WHAT NEEDS TO BE DONE:
Filter the entries below down to the lines that hold "OrderStatus".

(Collected data)

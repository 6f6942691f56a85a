//! Order domain types.

use chrono::{DateTime, Utc};
use rust_decimal::Decimal;
use serde::{Deserialize, Serialize};

use voltline_core::{Email, OrderId, OrderStatus, Phone, ProductId, UserId};

/// One line of an order: a product reference and a quantity.
///
/// The product id is not checked for existence at write time; the order
/// keeps whatever snapshot of the catalog the client checked out against.
#[derive(Debug, Clone, Copy, PartialEq, Eq, Serialize, Deserialize)]
#[serde(rename_all = "camelCase")]
pub struct OrderLine {
    /// Referenced product.
    pub product_id: ProductId,
    /// Units ordered.
    pub quantity: i32,
}

/// A customer order.
#[derive(Debug, Clone, Serialize, Deserialize)]
#[serde(rename_all = "camelCase")]
pub struct Order {
    /// Unique order ID.
    pub id: OrderId,
    /// Owning user, absent for guest checkouts.
    #[serde(skip_serializing_if = "Option::is_none")]
    pub user_id: Option<UserId>,
    /// Ordered sequence of product lines.
    pub products: Vec<OrderLine>,
    /// Total as computed by the client at checkout.
    pub total_price: Decimal,
    /// Fulfillment status; new orders start as `pending`.
    pub status: OrderStatus,
    /// Shipping address.
    pub address: String,
    /// Contact email.
    pub email: Email,
    /// Contact phone.
    pub phone: Phone,
    /// When the order was placed.
    pub created_at: DateTime<Utc>,
}

/// Fields required to create an order.
///
/// Produced by the order service after validation; status is always
/// `pending` for new orders, so it is not carried here.
#[derive(Debug, Clone)]
pub struct NewOrder {
    pub user_id: Option<UserId>,
    pub products: Vec<OrderLine>,
    pub total_price: Decimal,
    pub address: String,
    pub email: Email,
    pub phone: Phone,
}

#[cfg(test)]
#[allow(clippy::unwrap_used)]
mod tests {
    use super::*;

    #[test]
    fn test_order_serializes_camel_case() {
        let order = Order {
            id: OrderId::new(1),
            user_id: None,
            products: vec![OrderLine {
                product_id: ProductId::new(2),
                quantity: 3,
            }],
            total_price: Decimal::new(2997, 0),
            status: OrderStatus::Pending,
            address: "1 Main St".to_owned(),
            email: Email::parse("buyer@example.com").unwrap(),
            phone: Phone::parse("5551234567").unwrap(),
            created_at: Utc::now(),
        };

        let json = serde_json::to_value(&order).unwrap();
        assert_eq!(json["status"], "pending");
        assert_eq!(json["products"][0]["productId"], 2);
        assert!(json.get("totalPrice").is_some());
        assert!(json.get("userId").is_none());
    }
}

SOLVED PROBLEM:
use voltline_core::{Email, OrderId, OrderStatus, Phone, ProductId, UserId};
    pub status: OrderStatus,
            status: OrderStatus::Pending,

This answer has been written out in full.